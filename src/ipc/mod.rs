//! Inter-worker communication: shared-memory rings, typed edges, fan-in and
//! fan-out policies, and the lossless control plane.

pub mod codec;
pub mod control;
pub mod dispatcher;
pub mod monitored_queue;
pub mod ring_buffer;

pub use codec::{AnnotatedCodec, FrameCodec, SlotCodec, SubtractedCodec, TrackingCodec};
pub use control::{ControlBus, ControlInbox, ControlMessage, ControlSender, StopEvent};
pub use dispatcher::{Collector, Dispatcher, FanIn, FanOut, Inbox, NullOutbox, Outbox, Receiver, Ticker};
pub use monitored_queue::{
    Backing, EdgeMonitor, PushOutcome, QueueOptions, QueueReader, QueueStats, QueueWriter, monitored_queue,
};
pub use ring_buffer::{RingBuffer, RingCounters, RingError, RingReader, RingWriter};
* * *
◆ **The problem**
A faithful copy of the lines from the line containing "pub mod ring_buffer;" to the end of the data should be set down, both ends included, and nothing more.

◆ **Your response**
pub mod ring_buffer;

pub use codec::{AnnotatedCodec, FrameCodec, SlotCodec, SubtractedCodec, TrackingCodec};
pub use control::{ControlBus, ControlInbox, ControlMessage, ControlSender, StopEvent};
pub use dispatcher::{Collector, Dispatcher, FanIn, FanOut, Inbox, NullOutbox, Outbox, Receiver, Ticker};
pub use monitored_queue::{
    Backing, EdgeMonitor, PushOutcome, QueueOptions, QueueReader, QueueStats, QueueWriter, monitored_queue,
};
pub use ring_buffer::{RingBuffer, RingCounters, RingError, RingReader, RingWriter};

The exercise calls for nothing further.